» **Exercise**
The entries below must be transcribed exactly. Leave nothing out.

» **Dataset entries**
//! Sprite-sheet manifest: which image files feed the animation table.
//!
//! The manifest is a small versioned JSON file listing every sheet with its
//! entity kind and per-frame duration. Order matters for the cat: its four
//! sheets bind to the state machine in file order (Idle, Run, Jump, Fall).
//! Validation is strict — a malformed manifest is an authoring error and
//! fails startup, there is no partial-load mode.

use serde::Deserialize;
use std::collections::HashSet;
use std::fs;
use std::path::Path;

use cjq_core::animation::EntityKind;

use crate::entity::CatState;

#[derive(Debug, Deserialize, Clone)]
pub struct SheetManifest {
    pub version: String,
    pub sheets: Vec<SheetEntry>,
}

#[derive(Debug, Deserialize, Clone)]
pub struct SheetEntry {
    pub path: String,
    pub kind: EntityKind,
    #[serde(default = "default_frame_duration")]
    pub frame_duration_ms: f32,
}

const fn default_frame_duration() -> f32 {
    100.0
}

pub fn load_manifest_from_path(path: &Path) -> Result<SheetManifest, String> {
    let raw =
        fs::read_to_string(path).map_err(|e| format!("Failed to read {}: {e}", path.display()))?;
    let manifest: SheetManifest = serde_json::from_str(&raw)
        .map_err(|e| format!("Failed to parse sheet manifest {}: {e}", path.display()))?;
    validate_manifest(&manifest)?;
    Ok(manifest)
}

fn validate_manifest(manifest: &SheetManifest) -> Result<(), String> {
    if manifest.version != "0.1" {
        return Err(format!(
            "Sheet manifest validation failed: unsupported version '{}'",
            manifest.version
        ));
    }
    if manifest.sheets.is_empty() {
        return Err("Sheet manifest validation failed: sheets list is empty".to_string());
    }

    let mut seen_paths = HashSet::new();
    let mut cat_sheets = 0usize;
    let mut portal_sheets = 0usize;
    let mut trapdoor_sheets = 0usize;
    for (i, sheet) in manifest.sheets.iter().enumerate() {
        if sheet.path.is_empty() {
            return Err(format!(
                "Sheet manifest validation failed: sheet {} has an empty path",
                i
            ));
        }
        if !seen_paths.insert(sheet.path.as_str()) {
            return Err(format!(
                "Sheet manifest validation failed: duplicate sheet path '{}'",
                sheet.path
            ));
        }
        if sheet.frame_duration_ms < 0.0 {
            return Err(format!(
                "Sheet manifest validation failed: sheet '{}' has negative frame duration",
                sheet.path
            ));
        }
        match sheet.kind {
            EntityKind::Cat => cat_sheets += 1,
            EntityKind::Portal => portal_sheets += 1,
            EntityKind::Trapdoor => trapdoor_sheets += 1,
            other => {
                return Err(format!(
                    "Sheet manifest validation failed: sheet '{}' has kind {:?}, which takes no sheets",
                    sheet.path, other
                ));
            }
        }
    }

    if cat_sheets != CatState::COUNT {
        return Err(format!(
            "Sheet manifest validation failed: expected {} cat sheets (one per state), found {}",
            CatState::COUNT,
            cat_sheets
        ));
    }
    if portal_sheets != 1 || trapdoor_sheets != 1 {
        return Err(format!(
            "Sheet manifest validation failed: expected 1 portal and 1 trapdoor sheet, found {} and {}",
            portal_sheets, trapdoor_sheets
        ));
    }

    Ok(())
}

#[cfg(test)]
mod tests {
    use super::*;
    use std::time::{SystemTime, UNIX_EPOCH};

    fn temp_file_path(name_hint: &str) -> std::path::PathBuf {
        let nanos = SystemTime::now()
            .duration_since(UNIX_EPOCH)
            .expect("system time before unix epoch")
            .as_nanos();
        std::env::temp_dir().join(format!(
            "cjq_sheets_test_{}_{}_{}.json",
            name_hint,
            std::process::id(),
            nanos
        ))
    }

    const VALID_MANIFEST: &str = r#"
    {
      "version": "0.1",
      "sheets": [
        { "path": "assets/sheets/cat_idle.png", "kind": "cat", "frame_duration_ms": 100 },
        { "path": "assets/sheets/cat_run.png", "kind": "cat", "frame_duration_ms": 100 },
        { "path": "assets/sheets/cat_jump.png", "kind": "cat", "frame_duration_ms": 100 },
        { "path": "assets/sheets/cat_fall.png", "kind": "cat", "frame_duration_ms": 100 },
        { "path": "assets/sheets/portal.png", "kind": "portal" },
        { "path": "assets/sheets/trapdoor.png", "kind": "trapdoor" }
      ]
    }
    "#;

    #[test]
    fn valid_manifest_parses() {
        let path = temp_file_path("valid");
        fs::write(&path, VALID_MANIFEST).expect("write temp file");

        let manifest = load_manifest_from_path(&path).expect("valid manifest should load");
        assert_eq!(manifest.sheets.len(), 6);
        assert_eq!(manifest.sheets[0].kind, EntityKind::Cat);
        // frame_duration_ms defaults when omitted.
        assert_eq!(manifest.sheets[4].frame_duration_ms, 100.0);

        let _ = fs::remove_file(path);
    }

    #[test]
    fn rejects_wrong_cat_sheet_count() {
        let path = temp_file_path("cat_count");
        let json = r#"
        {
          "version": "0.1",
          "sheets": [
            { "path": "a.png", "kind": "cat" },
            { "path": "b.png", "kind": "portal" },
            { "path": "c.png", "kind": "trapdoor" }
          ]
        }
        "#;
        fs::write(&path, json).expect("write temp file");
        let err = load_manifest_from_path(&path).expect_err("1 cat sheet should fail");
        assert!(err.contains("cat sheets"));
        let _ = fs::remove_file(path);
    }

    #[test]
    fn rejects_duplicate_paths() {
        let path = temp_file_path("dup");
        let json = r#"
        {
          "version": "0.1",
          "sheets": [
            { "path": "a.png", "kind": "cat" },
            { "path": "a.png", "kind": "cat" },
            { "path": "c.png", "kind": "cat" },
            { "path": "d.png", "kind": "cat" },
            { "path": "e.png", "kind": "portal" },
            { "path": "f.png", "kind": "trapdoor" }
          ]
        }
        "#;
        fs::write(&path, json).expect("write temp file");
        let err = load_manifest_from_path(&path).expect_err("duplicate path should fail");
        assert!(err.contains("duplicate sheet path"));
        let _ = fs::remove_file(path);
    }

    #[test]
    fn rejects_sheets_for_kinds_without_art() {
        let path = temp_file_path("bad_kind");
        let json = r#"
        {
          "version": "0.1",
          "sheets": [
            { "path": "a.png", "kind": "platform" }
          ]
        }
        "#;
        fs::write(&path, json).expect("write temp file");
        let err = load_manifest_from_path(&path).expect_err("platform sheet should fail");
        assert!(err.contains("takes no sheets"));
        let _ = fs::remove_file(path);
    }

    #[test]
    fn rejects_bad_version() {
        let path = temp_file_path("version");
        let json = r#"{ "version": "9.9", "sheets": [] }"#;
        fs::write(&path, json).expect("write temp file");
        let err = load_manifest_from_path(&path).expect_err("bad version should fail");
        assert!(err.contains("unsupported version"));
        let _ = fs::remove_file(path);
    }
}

» **Result of the exercise**
//! Sprite-sheet manifest: which image files feed the animation table.
//!
//! The manifest is a small versioned JSON file listing every sheet with its
//! entity kind and per-frame duration. Order matters for the cat: its four
//! sheets bind to the state machine in file order (Idle, Run, Jump, Fall).
//! Validation is strict — a malformed manifest is an authoring error and
//! fails startup, there is no partial-load mode.

use serde::Deserialize;
use std::collections::HashSet;
use std::fs;
use std::path::Path;

use cjq_core::animation::EntityKind;

use crate::entity::CatState;

#[derive(Debug, Deserialize, Clone)]
pub struct SheetManifest {
    pub version: String,
    pub sheets: Vec<SheetEntry>,
}

#[derive(Debug, Deserialize, Clone)]
pub struct SheetEntry {
    pub path: String,
    pub kind: EntityKind,
    #[serde(default = "default_frame_duration")]
    pub frame_duration_ms: f32,
}

const fn default_frame_duration() -> f32 {
    100.0
}

pub fn load_manifest_from_path(path: &Path) -> Result<SheetManifest, String> {
    let raw =
        fs::read_to_string(path).map_err(|e| format!("Failed to read {}: {e}", path.display()))?;
    let manifest: SheetManifest = serde_json::from_str(&raw)
        .map_err(|e| format!("Failed to parse sheet manifest {}: {e}", path.display()))?;
    validate_manifest(&manifest)?;
    Ok(manifest)
}

fn validate_manifest(manifest: &SheetManifest) -> Result<(), String> {
    if manifest.version != "0.1" {
        return Err(format!(
            "Sheet manifest validation failed: unsupported version '{}'",
            manifest.version
        ));
    }
    if manifest.sheets.is_empty() {
        return Err("Sheet manifest validation failed: sheets list is empty".to_string());
    }

    let mut seen_paths = HashSet::new();
    let mut cat_sheets = 0usize;
    let mut portal_sheets = 0usize;
    let mut trapdoor_sheets = 0usize;
    for (i, sheet) in manifest.sheets.iter().enumerate() {
        if sheet.path.is_empty() {
            return Err(format!(
                "Sheet manifest validation failed: sheet {} has an empty path",
                i
            ));
        }
        if !seen_paths.insert(sheet.path.as_str()) {
            return Err(format!(
                "Sheet manifest validation failed: duplicate sheet path '{}'",
                sheet.path
            ));
        }
        if sheet.frame_duration_ms < 0.0 {
            return Err(format!(
                "Sheet manifest validation failed: sheet '{}' has negative frame duration",
                sheet.path
            ));
        }
        match sheet.kind {
            EntityKind::Cat => cat_sheets += 1,
            EntityKind::Portal => portal_sheets += 1,
            EntityKind::Trapdoor => trapdoor_sheets += 1,
            other => {
                return Err(format!(
                    "Sheet manifest validation failed: sheet '{}' has kind {:?}, which takes no sheets",
                    sheet.path, other
                ));
            }
        }
    }

    if cat_sheets != CatState::COUNT {
        return Err(format!(
            "Sheet manifest validation failed: expected {} cat sheets (one per state), found {}",
            CatState::COUNT,
            cat_sheets
        ));
    }
    if portal_sheets != 1 || trapdoor_sheets != 1 {
        return Err(format!(
            "Sheet manifest validation failed: expected 1 portal and 1 trapdoor sheet, found {} and {}",
            portal_sheets, trapdoor_sheets
        ));
    }

    Ok(())
}

#[cfg(test)]
mod tests {
    use super::*;
    use std::time::{SystemTime, UNIX_EPOCH};

    fn temp_file_path(name_hint: &str) -> std::path::PathBuf {
        let nanos = SystemTime::now()
            .duration_since(UNIX_EPOCH)
            .expect("system time before unix epoch")
            .as_nanos();
        std::env::temp_dir().join(format!(
            "cjq_sheets_test_{}_{}_{}.json",
            name_hint,
            std::process::id(),
            nanos
        ))
    }

    const VALID_MANIFEST: &str = r#"
    {
      "version": "0.1",
      "sheets": [
        { "path": "assets/sheets/cat_idle.png", "kind": "cat", "frame_duration_ms": 100 },
        { "path": "assets/sheets/cat_run.png", "kind": "cat", "frame_duration_ms": 100 },
        { "path": "assets/sheets/cat_jump.png", "kind": "cat", "frame_duration_ms": 100 },
        { "path": "assets/sheets/cat_fall.png", "kind": "cat", "frame_duration_ms": 100 },
        { "path": "assets/sheets/portal.png", "kind": "portal" },
        { "path": "assets/sheets/trapdoor.png", "kind": "trapdoor" }
      ]
    }
    "#;

    #[test]
    fn valid_manifest_parses() {
        let path = temp_file_path("valid");
        fs::write(&path, VALID_MANIFEST).expect("write temp file");

        let manifest = load_manifest_from_path(&path).expect("valid manifest should load");
        assert_eq!(manifest.sheets.len(), 6);
        assert_eq!(manifest.sheets[0].kind, EntityKind::Cat);
        // frame_duration_ms defaults when omitted.
        assert_eq!(manifest.sheets[4].frame_duration_ms, 100.0);

        let _ = fs::remove_file(path);
    }

    #[test]
    fn rejects_wrong_cat_sheet_count() {
        let path = temp_file_path("cat_count");
        let json = r#"
        {
          "version": "0.1",
          "sheets": [
            { "path": "a.png", "kind": "cat" },
            { "path": "b.png", "kind": "portal" },
            { "path": "c.png", "kind": "trapdoor" }
          ]
        }
        "#;
        fs::write(&path, json).expect("write temp file");
        let err = load_manifest_from_path(&path).expect_err("1 cat sheet should fail");
        assert!(err.contains("cat sheets"));
        let _ = fs::remove_file(path);
    }

    #[test]
    fn rejects_duplicate_paths() {
        let path = temp_file_path("dup");
        let json = r#"
        {
          "version": "0.1",
          "sheets": [
            { "path": "a.png", "kind": "cat" },
            { "path": "a.png", "kind": "cat" },
            { "path": "c.png", "kind": "cat" },
            { "path": "d.png", "kind": "cat" },
            { "path": "e.png", "kind": "portal" },
            { "path": "f.png", "kind": "trapdoor" }
          ]
        }
        "#;
        fs::write(&path, json).expect("write temp file");
        let err = load_manifest_from_path(&path).expect_err("duplicate path should fail");
        assert!(err.contains("duplicate sheet path"));
        let _ = fs::remove_file(path);
    }

    #[test]
    fn rejects_sheets_for_kinds_without_art() {
        let path = temp_file_path("bad_kind");
        let json = r#"
        {
          "version": "0.1",
          "sheets": [
            { "path": "a.png", "kind": "platform" }
          ]
        }
        "#;
        fs::write(&path, json).expect("write temp file");
        let err = load_manifest_from_path(&path).expect_err("platform sheet should fail");
        assert!(err.contains("takes no sheets"));
        let _ = fs::remove_file(path);
    }

    #[test]
    fn rejects_bad_version() {
        let path = temp_file_path("version");
        let json = r#"{ "version": "9.9", "sheets": [] }"#;
        fs::write(&path, json).expect("write temp file");
        let err = load_manifest_from_path(&path).expect_err("bad version should fail");
        assert!(err.contains("unsupported version"));
        let _ = fs::remove_file(path);
    }
}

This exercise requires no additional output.